Tekky Toys won a jury verdict for $575,099.82 on its claim that Novelty, Inc., infringed Tekky's copyright and trademark on “Pull My Finger Fred,” a farting plush doll; this court affirmed that judgment. See JCW Invs., Inc. v. Novelty, Inc., 482 F.3d 910, 921 (7th Cir.2007). Thirty days after we entered judgment in Tekky's favor, it filed a petition for attorneys' fees, expenses, and costs in the district court. What is presently before us is the petition Tekky filed in this court for an award of appellate attorneys' fees, expenses, and costs in the amount of $78,037.76.
Both the Copyright Act, 17 U.S.C. § 505, and the Lanham Act, 15 U.S.C. § 1117(a), permit an award of full costs and reasonable attorneys' fees to the prevailing party, including fees and costs incurred on appeal. See Assessment Technologies of Wis., LLC v. WIREdata Inc., 361 F.3d 434, 436 (7th Cir.2004) (Copyright Act); Gorenstein Enters., Inc. v. Quality Care-USA, Inc., 874 F.2d 431, 438 (7th Cir.1989) (Lanham Act). Despite this general rule, Novelty argues that Tekky is not entitled to an award of appellate fees and costs for three reasons. First, it points out that the petition “does not appear to be timely.” JCW filed its petition for fees and costs 30 days after final judgment in this case was entered. The request for costs is indeed untimely, as Federal Rule of Appellate Procedure 39(d)(1) requires that the bill of costs be filed within 14 days of entry of judgment. We therefore deny Tekky's petition for costs in the amount of $132.76.

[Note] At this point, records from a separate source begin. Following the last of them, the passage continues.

use thiserror::Error;

/// Failures raised by the nonlinear solver itself (as opposed to a solve that simply
/// terminates without reaching the tolerance).
#[derive(Debug, Error, Clone, PartialEq)]
pub enum SolveFailure {
    #[error("singular Jacobian in block {0}")]
    SingularJacobian(usize),
    #[error("singular Schur complement of the bulk (border) system")]
    SingularBorderSystem,
    #[error("non-finite residual at iteration {0}")]
    NonFiniteResidual(usize),
    #[error("non-finite Newton step at iteration {0}")]
    NonFiniteStep(usize),
    #[error("dimension mismatch: {0}")]
    DimensionMismatch(String),
}

/// Error taxonomy of the pore cascade model
#[derive(Debug, Error, Clone, PartialEq)]
pub enum CascadeError {
    #[error("configuration error: {0}")]
    Configuration(String),
    #[error("invalid parameter: {0}")]
    InvalidParameter(String),
    #[error("unsupported enzyme profile shape: {0}")]
    UnsupportedProfile(String),
    #[error("invalid immobilization topology: {0}")]
    InvalidTopology(String),
    #[error("discretization error: {0}")]
    Discretization(String),
    #[error("solver failure: {0}")]
    SolveFailure(#[from] SolveFailure),
}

This leaves the question (presumably of much greater interest to the parties) of whether the request for $77,905 in attorneys' fees is also untimely. Novelty argues that because Tekky submitted a “combined motion” for fees and costs, Rule 39(d)(1)'s 14-day deadline should apply to the motion in its entirety. But Novelty cites no authority to support that position, and we have been unable to find any. Likewise unsupported is Novelty's contention that Federal Rule of Civil Procedure 54(d), which provides the vehicle and deadline (also 14 days) for motions for attorneys' fees in the district court, should apply by analogy to such motions in the appellate courts. Neither Rule 39 nor Rule 54 speaks directly to the situation before us, and neither the Copyright Act nor the Lanham Act provides any statutory deadline for such motions. In the absence of a statutory or rule-based deadline, we think that a general rule of diligence should govern. Here, then, we must decide whether Tekky was diligent in preparing and submitting its request for attorneys' fees to us. We conclude that it was.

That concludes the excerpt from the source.